Implementation of hybrid partial sorting algorithm

// OPTIMIZE THIS FUNCTION TO RUN AS FAST AS POSSIBLE
// Result must work on play.rust-lang.org

/// Returns the 8 smallest numbers found in the supplied vector
/// in order smallest to largest.
fn least_8(l: &Vec<u32>) -> Vec<u32> {
    let mut ll = l.clone();
    ll.sort();
    ll[0..8].iter().cloned().collect()
}

// DO NOT CHANGE ANYTHING BELOW THIS LINE

fn make_list() -> Vec<u32> {
    const SIZE: usize = 1<<16;
    let mut out = Vec::with_capacity(SIZE);
    let mut num = 998_244_353_u32; // prime
    for i in 0..SIZE {
        out.push(num);
        // rotate and add to produce some pseudorandomness
        num = (((num << 1) | (num >> 31)) as u64 + (i as u64)) as u32;
    }
    return out;
}

fn main() {
    let l = make_list();
    let start = std::time::Instant::now();
    let l8 = least_8(&l);
    let end = std::time::Instant::now();
    assert_eq!(vec![4, 5, 15, 22, 28, 31, 37, 38], l8);
    println!("Took {:?}", end.duration_since(start));
}

(Playground)

You don't need to allocate a vector if you always want 8 elements. You don't need to sort the whole thing either; that's O(n log n), whereas just naïvely finding the top k elements by looping is O(n * k), which can be faster if k is sufficiently small compared to log n. Furthermore, the constant factors in linear search are much smaller compared to sorting, because sorting does a lot of random access, whereas the linear scanning pattern of linear search can easily be predicted/pre-fetched by the CPU/MMU.

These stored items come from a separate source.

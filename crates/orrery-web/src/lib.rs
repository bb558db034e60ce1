pub mod runner;

pub use runner::GameRunner;

/// Generate all `#[wasm_bindgen]` exports for a game.
///
/// Generates:
/// - `thread_local!` storage for the GameRunner
/// - `with_runner()` helper function
/// - All wasm-bindgen exports (game_init, game_tick, input handlers, data accessors)
///
/// # Usage
///
/// ```ignore
/// use wasm_bindgen::prelude::*;
/// use orrery_engine::*;
/// use orrery_web::GameRunner;
///
/// mod game;
/// use game::MyGame;
///
/// orrery_web::export_game!(MyGame, "my-game");
/// ```
///
/// # Arguments
///
/// - `$game_type`: a type implementing `orrery_engine::Game` with a
///   `fn new(query: &str) -> Self` constructor (the page's query string)
/// - `$game_name`: A string literal used in the initialization log message
#[macro_export]
macro_rules! export_game {
    ($game_type:ty, $game_name:literal) => {
        use std::cell::RefCell;

        thread_local! {
            static RUNNER: RefCell<Option<$crate::GameRunner<$game_type>>> = RefCell::new(None);
        }

        /// Run `f` against the runner. `None` before `game_init` has succeeded.
        fn with_runner<R>(f: impl FnOnce(&mut $crate::GameRunner<$game_type>) -> R) -> Option<R> {
            RUNNER.with(|cell| cell.borrow_mut().as_mut().map(f))
        }

        #[wasm_bindgen]
        pub fn game_init(query: &str) -> Result<(), JsValue> {
            console_error_panic_hook::set_once();
            let _ = console_log::init_with_level(log::Level::Info);

            web_sys::console::time_with_label($game_name);
            let mut runner = $crate::GameRunner::new(<$game_type>::new(query));
            let result = runner.init();
            web_sys::console::time_end_with_label($game_name);

            if let Err(err) = result {
                log::error!("{}: init failed: {}", $game_name, err);
                return Err(JsValue::from_str(&err.to_string()));
            }

            RUNNER.with(|cell| {
                *cell.borrow_mut() = Some(runner);
            });
            log::info!("{}: initialized", $game_name);
            Ok(())
        }

        #[wasm_bindgen]
        pub fn game_tick(dt: f32) {
            with_runner(|r| r.tick(dt));
        }

        #[wasm_bindgen]
        pub fn game_pointer_down(x: f32, y: f32) {
            with_runner(|r| r.push_input(InputEvent::PointerDown { x, y }));
        }

        #[wasm_bindgen]
        pub fn game_pointer_up(x: f32, y: f32) {
            with_runner(|r| r.push_input(InputEvent::PointerUp { x, y }));
        }

        #[wasm_bindgen]
        pub fn game_pointer_move(x: f32, y: f32) {
            with_runner(|r| r.pointer_move(x, y));
        }

        #[wasm_bindgen]
        pub fn game_wheel(delta: f32) {
            with_runner(|r| r.push_input(InputEvent::Wheel { delta }));
        }

        #[wasm_bindgen]
        pub fn game_resize(width: f32, height: f32) {
            with_runner(|r| r.push_input(InputEvent::Resize { width, height }));
        }

        #[wasm_bindgen]
        pub fn game_custom_event(kind: u32, a: f32, b: f32, c: f32) {
            with_runner(|r| r.push_input(InputEvent::Custom { kind, a, b, c }));
        }

        // ---- Hover ----

        #[wasm_bindgen]
        pub fn get_hover_node() -> f32 {
            with_runner(|r| r.hover_node()).unwrap_or(-1.0)
        }

        #[wasm_bindgen]
        pub fn get_hover_name() -> String {
            with_runner(|r| r.hover().map(|p| p.target.name.clone()))
                .flatten()
                .unwrap_or_default()
        }

        #[wasm_bindgen]
        pub fn get_hover_details() -> String {
            with_runner(|r| r.hover().map(|p| p.target.detail_text()))
                .flatten()
                .unwrap_or_default()
        }

        // ---- Geometry that does not fit the fixed instance stride ----

        /// Local-space points of a line-loop node (x, y, z triples).
        #[wasm_bindgen]
        pub fn get_line_points(node: u32) -> js_sys::Float32Array {
            let points: Vec<f32> = with_runner(|r| match r.ctx().scene.get(NodeId(node)) {
                Some(SceneNode { mesh: Some(MeshComponent { shape: MeshShape::LineLoop { points }, .. }), .. }) => {
                    points.iter().flat_map(|p| p.to_array()).collect()
                }
                _ => Vec::new(),
            })
            .unwrap_or_default();
            js_sys::Float32Array::from(points.as_slice())
        }

        #[wasm_bindgen]
        pub fn get_label_text(node: u32) -> String {
            with_runner(|r| match r.ctx().scene.get(NodeId(node)) {
                Some(SceneNode { mesh: Some(MeshComponent { shape: MeshShape::Label { text, .. }, .. }), .. }) => {
                    text.clone()
                }
                _ => String::new(),
            })
            .unwrap_or_default()
        }

        // ---- Data accessors ----

        #[wasm_bindgen]
        pub fn get_instances_ptr() -> *const f32 {
            with_runner(|r| r.instances_ptr()).unwrap_or(std::ptr::null())
        }

        #[wasm_bindgen]
        pub fn get_instance_nodes_ptr() -> *const u32 {
            with_runner(|r| r.instance_nodes_ptr()).unwrap_or(std::ptr::null())
        }

        #[wasm_bindgen]
        pub fn get_instance_count() -> u32 {
            with_runner(|r| r.instance_count()).unwrap_or(0)
        }

        #[wasm_bindgen]
        pub fn get_camera_ptr() -> *const f32 {
            with_runner(|r| r.camera_ptr()).unwrap_or(std::ptr::null())
        }

        #[wasm_bindgen]
        pub fn get_game_events_ptr() -> *const f32 {
            with_runner(|r| r.game_events_ptr()).unwrap_or(std::ptr::null())
        }

        #[wasm_bindgen]
        pub fn get_game_events_len() -> u32 {
            with_runner(|r| r.game_events_len()).unwrap_or(0)
        }

        #[wasm_bindgen]
        pub fn get_tick_count() -> f64 {
            with_runner(|r| r.tick_count() as f64).unwrap_or(0.0)
        }

        // ---- Lighting accessors ----

        #[wasm_bindgen]
        pub fn get_lights_ptr() -> *const f32 {
            with_runner(|r| r.lights_ptr()).unwrap_or(std::ptr::null())
        }

        #[wasm_bindgen]
        pub fn get_light_count() -> u32 {
            with_runner(|r| r.light_count()).unwrap_or(0)
        }

        #[wasm_bindgen]
        pub fn get_ambient() -> js_sys::Float32Array {
            let ambient = with_runner(|r| r.ambient()).unwrap_or([0.0; 3]);
            js_sys::Float32Array::from(&ambient[..])
        }

        // ---- Capacity accessors ----

        #[wasm_bindgen]
        pub fn get_max_instances() -> u32 {
            with_runner(|r| r.max_instances()).unwrap_or(0)
        }

        #[wasm_bindgen]
        pub fn get_max_lights() -> u32 {
            with_runner(|r| r.max_lights()).unwrap_or(0)
        }

        #[wasm_bindgen]
        pub fn get_max_events() -> u32 {
            with_runner(|r| r.max_events()).unwrap_or(0)
        }

        #[wasm_bindgen]
        pub fn get_buffer_total_floats() -> u32 {
            with_runner(|r| r.buffer_total_floats()).unwrap_or(0)
        }
    };
}
//! Engine error type.
//!
//! Errors only surface while a scene is being built; once `Game::init`
//! succeeds, the per-tick systems skip anomalies instead of failing.

use thiserror::Error;

use crate::api::types::NodeId;

/// Result alias used across the engine.
pub type OrreryResult<T> = Result<T, OrreryError>;

#[derive(Error, Debug)]
pub enum OrreryError {
    #[error("eccentricity {0} is outside [0, 1): orbit is not an ellipse")]
    InvalidEccentricity(f64),

    #[error("invalid ellipse axes: semi-major {semi_major}, semi-minor {semi_minor} (need semi-major >= semi-minor > 0)")]
    InvalidAxes { semi_major: f64, semi_minor: f64 },

    #[error("invalid circular orbit radius {0}")]
    InvalidRadius(f64),

    #[error("non-finite value for {0}")]
    NonFinite(&'static str),

    #[error("trail buffer needs at least one slot")]
    EmptyTrail,

    #[error("unknown scene node {0:?}")]
    UnknownNode(NodeId),

    #[error("cannot attach {child:?} under {parent:?}: would form a cycle")]
    InvalidParent { child: NodeId, parent: NodeId },

    #[error("catalog parse error: {0}")]
    Catalog(#[from] serde_json::Error),

    #[error("no catalog entry for {0}")]
    MissingCatalogEntry(String),
}

#[cfg(test)]
mod tests {
    use super::*;

    #[test]
    fn messages_name_the_bad_value() {
        let err = OrreryError::InvalidEccentricity(1.2);
        assert!(err.to_string().contains("1.2"));

        let err = OrreryError::InvalidAxes { semi_major: 10.0, semi_minor: 20.0 };
        assert!(err.to_string().contains("semi-minor 20"));
    }

    #[test]
    fn serde_errors_convert() {
        let parse: Result<serde_json::Value, _> = serde_json::from_str("{ not json");
        let err: OrreryError = parse.unwrap_err().into();
        assert!(matches!(err, OrreryError::Catalog(_)));
    }
}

All in all, a possible improvement would be

fn least_8(l: &[u32]) -> [u32; 8] {
    let mut arr = [0; 8];
    arr[0] = l.iter().copied().min().unwrap();

    for i in 1..arr.len() {
        arr[i] = l.iter().copied().filter(|&x| x > arr[i - 1]).min().unwrap();
    }

    arr
}

which is 400µs vs. 3ms in release mode, or around 8 times faster.

Can you check it?
This is my own playground.
Execution time 200us

Building on the repeated linear scans from @H2CO3, I've modified the sorting function to do everything in one pass. The idea is to maintain an always-sorted list of the 8 smallest numbers we've seen so far, and insert into it only when we see a number small enough to replace an element in this list of 8.

Execution time of the algorithm is around 40µs on average, which is about 10 times faster than the repeated scans and 75 times faster than the original.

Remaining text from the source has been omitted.